Your task is to transcribe, without alteration, the lines from the top of the material below through the line bearing "one process-scoped instance", inclusive.

────────

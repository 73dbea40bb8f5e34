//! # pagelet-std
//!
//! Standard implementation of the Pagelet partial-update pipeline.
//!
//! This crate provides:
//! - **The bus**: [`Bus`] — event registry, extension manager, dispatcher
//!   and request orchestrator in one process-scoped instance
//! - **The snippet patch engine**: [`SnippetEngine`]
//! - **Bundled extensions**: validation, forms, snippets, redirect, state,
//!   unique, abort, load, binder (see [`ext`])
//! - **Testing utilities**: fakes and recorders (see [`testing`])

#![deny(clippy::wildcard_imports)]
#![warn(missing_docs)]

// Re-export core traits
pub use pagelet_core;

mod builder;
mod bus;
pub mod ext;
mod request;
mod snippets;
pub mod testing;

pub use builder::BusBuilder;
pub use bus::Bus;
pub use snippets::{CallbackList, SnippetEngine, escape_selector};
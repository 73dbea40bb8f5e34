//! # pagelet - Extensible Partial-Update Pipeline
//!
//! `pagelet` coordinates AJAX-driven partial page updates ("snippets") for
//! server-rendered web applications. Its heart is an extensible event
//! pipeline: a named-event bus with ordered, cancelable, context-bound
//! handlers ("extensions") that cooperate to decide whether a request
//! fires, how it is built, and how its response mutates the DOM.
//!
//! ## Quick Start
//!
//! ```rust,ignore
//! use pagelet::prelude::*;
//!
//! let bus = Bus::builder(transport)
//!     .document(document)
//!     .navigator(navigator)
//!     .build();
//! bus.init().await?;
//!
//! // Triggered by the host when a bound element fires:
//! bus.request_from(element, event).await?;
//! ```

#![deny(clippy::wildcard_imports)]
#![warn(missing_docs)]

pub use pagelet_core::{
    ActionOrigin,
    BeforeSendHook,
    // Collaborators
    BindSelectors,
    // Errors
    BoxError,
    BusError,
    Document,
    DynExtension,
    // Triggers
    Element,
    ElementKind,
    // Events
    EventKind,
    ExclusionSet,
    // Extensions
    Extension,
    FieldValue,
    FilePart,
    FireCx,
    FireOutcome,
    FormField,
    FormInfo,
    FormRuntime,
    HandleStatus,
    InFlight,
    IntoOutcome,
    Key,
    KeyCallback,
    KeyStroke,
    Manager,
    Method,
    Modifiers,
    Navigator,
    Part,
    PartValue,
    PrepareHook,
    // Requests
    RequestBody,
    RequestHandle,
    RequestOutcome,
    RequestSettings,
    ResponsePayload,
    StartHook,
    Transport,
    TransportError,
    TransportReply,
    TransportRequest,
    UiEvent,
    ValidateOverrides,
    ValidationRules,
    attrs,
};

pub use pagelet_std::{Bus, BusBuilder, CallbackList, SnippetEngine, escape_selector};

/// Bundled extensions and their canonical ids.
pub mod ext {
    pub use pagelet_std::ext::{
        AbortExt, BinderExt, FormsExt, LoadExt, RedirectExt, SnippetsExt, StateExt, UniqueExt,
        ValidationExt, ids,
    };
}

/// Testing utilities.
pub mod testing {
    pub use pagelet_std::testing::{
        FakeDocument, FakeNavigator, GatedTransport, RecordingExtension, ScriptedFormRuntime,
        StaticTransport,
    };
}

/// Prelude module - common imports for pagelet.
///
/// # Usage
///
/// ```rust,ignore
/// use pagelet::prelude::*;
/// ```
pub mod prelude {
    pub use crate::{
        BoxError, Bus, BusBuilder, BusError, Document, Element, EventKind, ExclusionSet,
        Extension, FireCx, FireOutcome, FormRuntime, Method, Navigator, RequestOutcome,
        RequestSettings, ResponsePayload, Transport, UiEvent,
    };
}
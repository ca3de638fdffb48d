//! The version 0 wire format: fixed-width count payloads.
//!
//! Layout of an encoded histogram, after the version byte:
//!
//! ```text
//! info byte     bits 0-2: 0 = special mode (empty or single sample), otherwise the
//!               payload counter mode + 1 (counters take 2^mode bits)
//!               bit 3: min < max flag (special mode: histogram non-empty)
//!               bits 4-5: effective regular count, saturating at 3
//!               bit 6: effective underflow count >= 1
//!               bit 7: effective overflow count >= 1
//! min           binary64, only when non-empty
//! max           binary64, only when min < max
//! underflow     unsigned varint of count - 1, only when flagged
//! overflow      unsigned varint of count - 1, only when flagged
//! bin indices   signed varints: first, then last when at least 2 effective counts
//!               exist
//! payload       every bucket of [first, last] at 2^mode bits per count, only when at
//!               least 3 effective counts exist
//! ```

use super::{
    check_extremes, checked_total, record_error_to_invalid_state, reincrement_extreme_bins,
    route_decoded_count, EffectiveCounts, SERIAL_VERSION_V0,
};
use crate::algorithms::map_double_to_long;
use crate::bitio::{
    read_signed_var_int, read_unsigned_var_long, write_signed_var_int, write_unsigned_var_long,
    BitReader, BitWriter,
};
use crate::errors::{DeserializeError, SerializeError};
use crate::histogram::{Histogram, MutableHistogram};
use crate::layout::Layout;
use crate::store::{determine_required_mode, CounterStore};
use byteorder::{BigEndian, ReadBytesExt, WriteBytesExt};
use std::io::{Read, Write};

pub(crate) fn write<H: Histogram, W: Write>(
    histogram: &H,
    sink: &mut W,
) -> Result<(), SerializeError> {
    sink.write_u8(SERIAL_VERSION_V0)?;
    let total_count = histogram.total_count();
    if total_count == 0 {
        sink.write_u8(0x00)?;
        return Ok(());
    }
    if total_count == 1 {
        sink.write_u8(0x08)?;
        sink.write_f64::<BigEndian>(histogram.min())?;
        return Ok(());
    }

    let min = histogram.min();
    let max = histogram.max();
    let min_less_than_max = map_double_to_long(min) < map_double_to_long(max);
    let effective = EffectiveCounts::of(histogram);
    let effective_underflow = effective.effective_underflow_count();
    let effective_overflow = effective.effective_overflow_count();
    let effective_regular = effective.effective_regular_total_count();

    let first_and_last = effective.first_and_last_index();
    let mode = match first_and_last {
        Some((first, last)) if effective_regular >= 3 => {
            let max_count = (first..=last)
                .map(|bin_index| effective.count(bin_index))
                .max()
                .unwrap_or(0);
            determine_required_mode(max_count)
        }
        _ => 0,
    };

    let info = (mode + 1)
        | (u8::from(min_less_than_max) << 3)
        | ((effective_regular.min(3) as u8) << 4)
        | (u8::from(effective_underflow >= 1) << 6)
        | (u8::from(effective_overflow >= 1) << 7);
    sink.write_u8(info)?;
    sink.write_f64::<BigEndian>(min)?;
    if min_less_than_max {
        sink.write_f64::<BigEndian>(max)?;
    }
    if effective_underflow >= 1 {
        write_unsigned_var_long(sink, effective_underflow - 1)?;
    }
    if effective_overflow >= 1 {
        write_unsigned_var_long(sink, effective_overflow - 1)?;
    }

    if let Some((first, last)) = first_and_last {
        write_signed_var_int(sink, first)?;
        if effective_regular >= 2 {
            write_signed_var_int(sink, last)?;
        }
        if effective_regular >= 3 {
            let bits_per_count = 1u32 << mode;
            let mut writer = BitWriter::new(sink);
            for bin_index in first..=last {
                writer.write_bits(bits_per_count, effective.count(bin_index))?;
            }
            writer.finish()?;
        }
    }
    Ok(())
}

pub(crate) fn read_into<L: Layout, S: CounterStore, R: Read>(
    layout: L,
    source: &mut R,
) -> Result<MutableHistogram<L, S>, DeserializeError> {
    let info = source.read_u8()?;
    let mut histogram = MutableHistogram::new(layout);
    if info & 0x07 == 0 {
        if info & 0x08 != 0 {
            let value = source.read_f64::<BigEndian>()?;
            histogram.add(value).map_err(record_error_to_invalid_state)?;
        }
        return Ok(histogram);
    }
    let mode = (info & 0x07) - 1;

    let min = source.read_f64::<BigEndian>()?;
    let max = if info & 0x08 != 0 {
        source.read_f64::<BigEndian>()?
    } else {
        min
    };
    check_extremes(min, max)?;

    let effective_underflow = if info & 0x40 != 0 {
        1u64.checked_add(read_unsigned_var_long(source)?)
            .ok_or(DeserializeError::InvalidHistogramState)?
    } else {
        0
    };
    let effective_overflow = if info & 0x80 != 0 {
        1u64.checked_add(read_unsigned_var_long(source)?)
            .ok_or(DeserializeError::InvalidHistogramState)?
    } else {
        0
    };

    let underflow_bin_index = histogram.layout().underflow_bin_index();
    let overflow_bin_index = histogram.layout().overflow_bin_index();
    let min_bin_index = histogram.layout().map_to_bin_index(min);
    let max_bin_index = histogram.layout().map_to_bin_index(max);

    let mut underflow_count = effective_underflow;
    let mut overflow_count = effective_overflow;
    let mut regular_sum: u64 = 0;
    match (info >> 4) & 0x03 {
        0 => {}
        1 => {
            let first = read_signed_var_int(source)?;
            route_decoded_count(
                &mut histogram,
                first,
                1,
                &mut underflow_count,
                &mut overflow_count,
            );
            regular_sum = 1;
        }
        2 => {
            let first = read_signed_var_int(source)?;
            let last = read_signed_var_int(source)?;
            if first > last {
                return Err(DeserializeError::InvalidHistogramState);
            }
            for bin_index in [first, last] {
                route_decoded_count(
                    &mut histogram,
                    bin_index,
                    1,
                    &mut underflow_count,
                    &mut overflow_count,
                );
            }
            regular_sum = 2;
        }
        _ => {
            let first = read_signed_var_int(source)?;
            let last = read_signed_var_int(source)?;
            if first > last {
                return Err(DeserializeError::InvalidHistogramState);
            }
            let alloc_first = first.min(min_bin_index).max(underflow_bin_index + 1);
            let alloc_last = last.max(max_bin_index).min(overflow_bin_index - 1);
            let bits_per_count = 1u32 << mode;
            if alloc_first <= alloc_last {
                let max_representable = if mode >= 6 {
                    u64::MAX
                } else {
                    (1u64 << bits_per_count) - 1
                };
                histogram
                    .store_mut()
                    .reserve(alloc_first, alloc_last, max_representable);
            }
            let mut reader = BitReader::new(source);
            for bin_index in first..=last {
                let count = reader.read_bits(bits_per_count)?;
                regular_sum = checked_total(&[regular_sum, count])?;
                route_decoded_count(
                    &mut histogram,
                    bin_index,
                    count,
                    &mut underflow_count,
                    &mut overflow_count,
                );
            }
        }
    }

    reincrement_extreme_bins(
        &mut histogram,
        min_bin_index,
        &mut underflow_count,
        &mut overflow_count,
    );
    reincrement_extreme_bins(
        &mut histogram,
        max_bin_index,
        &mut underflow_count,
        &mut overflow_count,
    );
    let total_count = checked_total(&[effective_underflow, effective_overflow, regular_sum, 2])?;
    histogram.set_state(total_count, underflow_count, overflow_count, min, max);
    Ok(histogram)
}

────────

EXERCISE RESPONSE.
repository 73dbea40bb8f5e34
//! # pagelet-std
//!
//! Standard implementation of the Pagelet partial-update pipeline.
//!
//! This crate provides:
//! - **The bus**: [`Bus`] — event registry, extension manager, dispatcher
//!   and request orchestrator in one process-scoped instance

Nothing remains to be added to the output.